Demolition of Carter Carburetor factory in St. Louis begins
Posted on Jun 3, 2020 in Featured | 2 comments
Image via Google Maps.
For decades, Carter remained a cornerstone of the carburetor industry, supplying many of the major carmakers, but then the adoption of electronic fuel injection wiped the company out nearly overnight. For 30-plus years, the old Carter Carburetor factory has sat empty, an admonition to the intractable, until this week, when the cleanup of the site began in earnest with the St. Louis factory’s demolition.
Founder William Carter didn’t remain with his carburetor company all that long, in the grand scheme of things. He began his carburetor development in 1902, at the age of 18, and seven years later founded Carter Carburetor, claiming to provide the most accurate carburetors—thanks to his precision molding techniques—at a time when the practice of mixing air and fuel more resembled magic than science. Various sources have also credited Carter with developing the choke valve for carburetors and the downdraft carburetor design.
The factory came six years later, in 1915. Designed by renowned St. Louis architect Hugo K. Graf—who would also later design the Carter Carburetor office building and whose other buildings have gone on to inclusion in the National Register of Historic Places—the four-story, 480,000-square-foot factory on the 10-acre site on North Spring Avenue in North St. Louis, just across the street from the stadium where the St. Louis Browns played, illustrated just how important a supplier Carter had become to the automobile industry.
Carter AVS in a 1970 1969 Dodge Charger Daytona. Photo by the author.
While Carter is best known for supplying Chevrolet, Buick, Oldsmobile, and later Chrysler, the company also built carburetors for Packard and Hupmobile, among many others. William Carter, however, bowed from the company in 1924 after he sold it to American Car and Foundry Company, a railcar conglomerate formed in 1899 that had started to diversify into automotive suppliers in the mid-1920s.
Carter operated as a standalone unit within ACF for the next 60 years, during which time it employed as many as 3,000 people and introduced the first four-barrel carburetor (the 385-CFM WCFB, introduced on Buick’s straight-eight in 1952) as well as the World War II Jeep’s waterproofed Y-S single-barrel carburetor.

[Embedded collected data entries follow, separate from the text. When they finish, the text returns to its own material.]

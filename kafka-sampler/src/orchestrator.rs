//! Drives one list-messages request from validation to its terminal event.
//!
//! ```text
//! Init -> ResolvingPartitions -> ResolvingWatermarks -> Planning -> Consuming -> Completed
//!              |                        |                               \-> Cancelled
//!              \------------------------+--> Failed
//! ```
//!
//! Every path ends with exactly one terminal event: `Done` for completed and
//! cancelled requests, `Error` for failed ones.

use std::collections::BTreeMap;
use std::sync::Arc;
use std::time::Instant;

use futures::future::join_all;
use tokio_util::sync::CancellationToken;
use tracing::{debug, info, warn, Instrument};

use crate::config::ListMessagesSettings;
use crate::error::RequestError;
use crate::fetcher::{PartitionFetchExecutor, PartitionOutcome};
use crate::filter::MessageFilter;
use crate::kafka::{ClusterClient, KafkaClientError};
use crate::metrics;
use crate::planner;
use crate::progress::{run_writer, EventTransport, ProgressReporter, WriterExit};
use crate::types::{
    ListMessageRequest, PartitionConsumeRequest, PartitionSelection, Watermark,
    PHASE_CONSUMING, PHASE_GET_PARTITIONS, PHASE_GET_WATERMARKS,
};

#[derive(Debug, Clone, Copy, PartialEq, Eq)]
pub enum RequestState {
    Init,
    ResolvingPartitions,
    ResolvingWatermarks,
    Planning,
    Consuming,
    Completed,
    Cancelled,
    Failed,
}

impl RequestState {
    pub fn is_terminal(&self) -> bool {
        matches!(
            self,
            RequestState::Completed | RequestState::Cancelled | RequestState::Failed
        )
    }

    fn as_str(&self) -> &'static str {
        match self {
            RequestState::Init => "init",
            RequestState::ResolvingPartitions => "resolving_partitions",
            RequestState::ResolvingWatermarks => "resolving_watermarks",
            RequestState::Planning => "planning",
            RequestState::Consuming => "consuming",
            RequestState::Completed => "completed",
            RequestState::Cancelled => "cancelled",
            RequestState::Failed => "failed",
        }
    }
}

/// Why a request stopped before consuming.
enum Abort {
    Cancelled,
    Failed(String),
}

impl From<KafkaClientError> for Abort {
    fn from(e: KafkaClientError) -> Self {
        Abort::Failed(e.to_string())
    }
}

impl From<RequestError> for Abort {
    fn from(e: RequestError) -> Self {
        Abort::Failed(e.to_string())
    }
}

#[derive(Clone)]
pub struct ListMessagesService {
    client: Arc<dyn ClusterClient>,
    settings: ListMessagesSettings,
}

impl ListMessagesService {
    pub fn new(client: Arc<dyn ClusterClient>, settings: ListMessagesSettings) -> Self {
        Self { client, settings }
    }

    pub fn client(&self) -> &Arc<dyn ClusterClient> {
        &self.client
    }

    /// Checks everything that can be checked without talking to the
    /// cluster, and compiles the filter if there is one.
    pub fn validate(
        &self,
        request: &ListMessageRequest,
    ) -> Result<Option<MessageFilter>, RequestError> {
        if request.topic_name.trim().is_empty() {
            return Err(RequestError::MissingTopic);
        }

        let max = self.settings.max_message_count;
        if request.message_count == 0 || request.message_count > max {
            return Err(RequestError::MessageCountOutOfRange {
                requested: request.message_count,
                max,
            });
        }

        request
            .filter()
            .map(MessageFilter::parse)
            .transpose()
            .map_err(RequestError::from)
    }

    /// Runs `request` and writes its events to `transport` until the
    /// terminal event has been delivered. Cancelling `cancel`, or the
    /// transport failing, stops the request.
    pub async fn stream_messages<T>(
        &self,
        request: ListMessageRequest,
        transport: T,
        cancel: CancellationToken,
    ) -> RequestState
    where
        T: EventTransport + 'static,
    {
        let (reporter, events) = ProgressReporter::channel(
            self.settings.event_channel_capacity,
            request.filter().is_some(),
            self.settings.progress_interval,
        );
        let writer = tokio::spawn(run_writer(events, transport, cancel.clone()));

        let state = self.list_messages(request, reporter, cancel).await;

        match writer.await {
            Ok(WriterExit::Terminal) => {}
            Ok(exit) => info!(state = state.as_str(), exit = ?exit, "Client went away before the terminal event"),
            Err(e) => warn!(error = %e, "Event writer task failed"),
        }
        state
    }

    /// Runs `request`, reporting every lifecycle event into `reporter`, and
    /// returns the terminal state.
    pub async fn list_messages(
        &self,
        request: ListMessageRequest,
        reporter: Arc<ProgressReporter>,
        cancel: CancellationToken,
    ) -> RequestState {
        let span = tracing::info_span!(
            "list_messages",
            topic = %request.topic_name,
            partition = ?request.partition_id,
            start_offset = ?request.start_offset,
            message_count = request.message_count,
            filtered = request.filter().is_some(),
        );

        async move {
            let started = Instant::now();
            // The deadline cancels a child token, so the caller's token is
            // left alone.
            let token = cancel.child_token();
            let deadline = {
                let token = token.clone();
                let timeout = self.settings.timeout;
                tokio::spawn(async move {
                    tokio::time::sleep(timeout).await;
                    token.cancel();
                })
            };

            let state = self.run(&request, &reporter, &token, started).await;
            deadline.abort();

            let (messages, bytes) = reporter.totals();
            let elapsed_ms = started.elapsed().as_secs_f64() * 1000.0;
            metrics::request_finished(state.as_str(), elapsed_ms, messages, bytes);
            info!(
                state = state.as_str(),
                elapsed_ms,
                messages_consumed = messages,
                bytes_consumed = bytes,
                "List messages request finished"
            );
            state
        }
        .instrument(span)
        .await
    }

    async fn run(
        &self,
        request: &ListMessageRequest,
        reporter: &Arc<ProgressReporter>,
        token: &CancellationToken,
        started: Instant,
    ) -> RequestState {
        enter(RequestState::Init);
        let prepared = match self.prepare(request, reporter, token).await {
            Ok(prepared) => prepared,
            Err(Abort::Cancelled) => {
                reporter.on_complete(started.elapsed(), true).await;
                return enter(RequestState::Cancelled);
            }
            Err(Abort::Failed(message)) => {
                warn!(error = %message, "List messages request failed");
                reporter.on_error(message).await;
                return enter(RequestState::Failed);
            }
        };

        let is_cancelled = self.consume(request, prepared, reporter, token).await;
        reporter.on_complete(started.elapsed(), is_cancelled).await;

        if is_cancelled {
            enter(RequestState::Cancelled)
        } else {
            enter(RequestState::Completed)
        }
    }

    /// Everything before the first fetch: validation, partition and
    /// watermark resolution, planning.
    async fn prepare(
        &self,
        request: &ListMessageRequest,
        reporter: &ProgressReporter,
        token: &CancellationToken,
    ) -> Result<Prepared, Abort> {
        let filter = self.validate(request)?;
        let topic = request.topic_name.as_str();

        enter(RequestState::ResolvingPartitions);
        reporter.on_phase(PHASE_GET_PARTITIONS).await;
        let partition_ids = tokio::select! {
            _ = token.cancelled() => return Err(Abort::Cancelled),
            ids = self.client.partition_ids(topic) => ids?,
        };
        let partition_ids = select_partitions(topic, request.partition_id, partition_ids)?;

        enter(RequestState::ResolvingWatermarks);
        reporter.on_phase(PHASE_GET_WATERMARKS).await;
        let watermarks: BTreeMap<i32, Watermark> = tokio::select! {
            _ = token.cancelled() => return Err(Abort::Cancelled),
            marks = self.client.watermarks(topic, &partition_ids) => marks?,
        };

        enter(RequestState::Planning);
        let plan = planner::plan(
            request.start_offset,
            i64::from(request.message_count),
            filter.is_some(),
            &watermarks,
        );
        debug!(
            planned_partitions = plan.len(),
            planned_messages = plan.values().map(|r| r.max_message_count).sum::<i64>(),
            "Consume requests calculated"
        );

        Ok(Prepared {
            plan,
            filter: filter.map(Arc::new),
        })
    }

    /// Fetches every planned partition concurrently. Returns whether the
    /// request was cut short by cancellation.
    async fn consume(
        &self,
        request: &ListMessageRequest,
        prepared: Prepared,
        reporter: &Arc<ProgressReporter>,
        token: &CancellationToken,
    ) -> bool {
        enter(RequestState::Consuming);
        reporter.on_phase(PHASE_CONSUMING).await;

        let ticker_token = token.child_token();
        let ticker = reporter.start_progress_ticker(ticker_token.clone());

        let executor = PartitionFetchExecutor::new(
            self.client.clone(),
            Arc::from(request.topic_name.as_str()),
            prepared.filter,
            reporter.clone(),
        );

        let tasks: Vec<_> = prepared
            .plan
            .into_values()
            .map(|partition_request| {
                let executor = executor.clone();
                let reporter = reporter.clone();
                let token = token.clone();
                tokio::spawn(async move {
                    let outcome = executor.execute(partition_request, token).await;
                    if let PartitionOutcome::Failed {
                        partition_id,
                        error,
                        ..
                    } = &outcome
                    {
                        reporter
                            .on_partition_error(*partition_id, error.to_string())
                            .await;
                    }
                    outcome
                })
            })
            .collect();
        let aborts: Vec<_> = tasks.iter().map(|t| t.abort_handle()).collect();

        let is_cancelled = tokio::select! {
            results = join_all(tasks) => {
                let mut cancelled = token.is_cancelled();
                for result in results {
                    match result {
                        Ok(outcome) => {
                            cancelled |= matches!(outcome, PartitionOutcome::Cancelled { .. });
                        }
                        Err(e) => warn!(error = %e, "Partition task failed"),
                    }
                }
                cancelled
            }
            _ = token.cancelled() => {
                // Executors watch the same token; make sure none outlives
                // the request.
                for abort in aborts {
                    abort.abort();
                }
                true
            }
        };

        ticker_token.cancel();
        if let Some(ticker) = ticker {
            if let Err(e) = ticker.await {
                warn!(error = %e, "Progress ticker failed");
            }
        }

        is_cancelled
    }
}

struct Prepared {
    plan: BTreeMap<i32, PartitionConsumeRequest>,
    filter: Option<Arc<MessageFilter>>,
}

fn enter(state: RequestState) -> RequestState {
    debug!(state = state.as_str(), "Request state changed");
    state
}

fn select_partitions(
    topic: &str,
    selection: PartitionSelection,
    available: Vec<i32>,
) -> Result<Vec<i32>, RequestError> {
    match selection {
        PartitionSelection::All => Ok(available),
        PartitionSelection::Single(partition) if available.contains(&partition) => {
            Ok(vec![partition])
        }
        PartitionSelection::Single(partition) => Err(RequestError::PartitionNotFound {
            topic: topic.to_string(),
            partition,
            partition_count: available.len(),
        }),
    }
}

But by the early 1980s, as automakers switched over from carburetors to electronic fuel injection, Carter’s business began to erode. The company’s only apparent attempt to diversify was in the form of aftermarket fuel filters, hardly a line that would sustain it. ACF shut down Carter Carburetor and shuttered the St. Louis factory in 1984; the last OEM use of a Carter carburetor was in the Jeep Wrangler in 1990, likely built by another company that obtained the Carter molds.
Image via Google Maps.
Nor was that the end of ACF’s troubles. Three years after ACF closed the plant, the Environmental Protection Agency found polychlorinated biphenyls on the site, left over from the hydraulic fluid used in the die cast machines that William Carter had worked so hard to perfect, enough to declare the plant a Superfund site.
In addition, the EPA would later find trichloroethylene and asbestos throughout and in the soil underneath the plant, the former used as a degreaser for the carburetors. Some of the PCBs and TCEs were found as far as 20 to 25 feet underground, as far as the bedrock in the area, according to the St. Louis Post-Dispatch.
Legal wrangling over who would clean the site up ensued for decades and only came to a resolution in July 2013, when the EPA reached a $30 million cleanup agreement with ACF and the company that controlled the site.
While contractors hired by ACF had already removed windows and asbestos to prepare the site for demolition over the last several months, the EPA announced last week that demolition of the factory would begin Monday, with the remnants of the factory and the soil underneath it to be hauled away for treatment and decontamination. Demolition—by wrecking ball rather than explosives—is expected to last through April 2016; cleanup is expected to extend into late 2017.
No post-cleanup plans for the site have been announced, though the St. Louis Business Journal noted that the Boys & Girls Clubs of Greater St. Louis has an option to buy all or part of the site once work is finished.
The end of yet another era. When one looks at the sad state of the neglected building, you can’t help but think about how many Amercian workers were gainfully employed there and how they struggled to provide for a growing family perhaps. Think of the good times and the camaraderie. It’s all gone.
It’s not really gone. It’s simply gone elsewhere. What’s happened in America is simply a larger version of what’s happened in Australia and all other first world countries.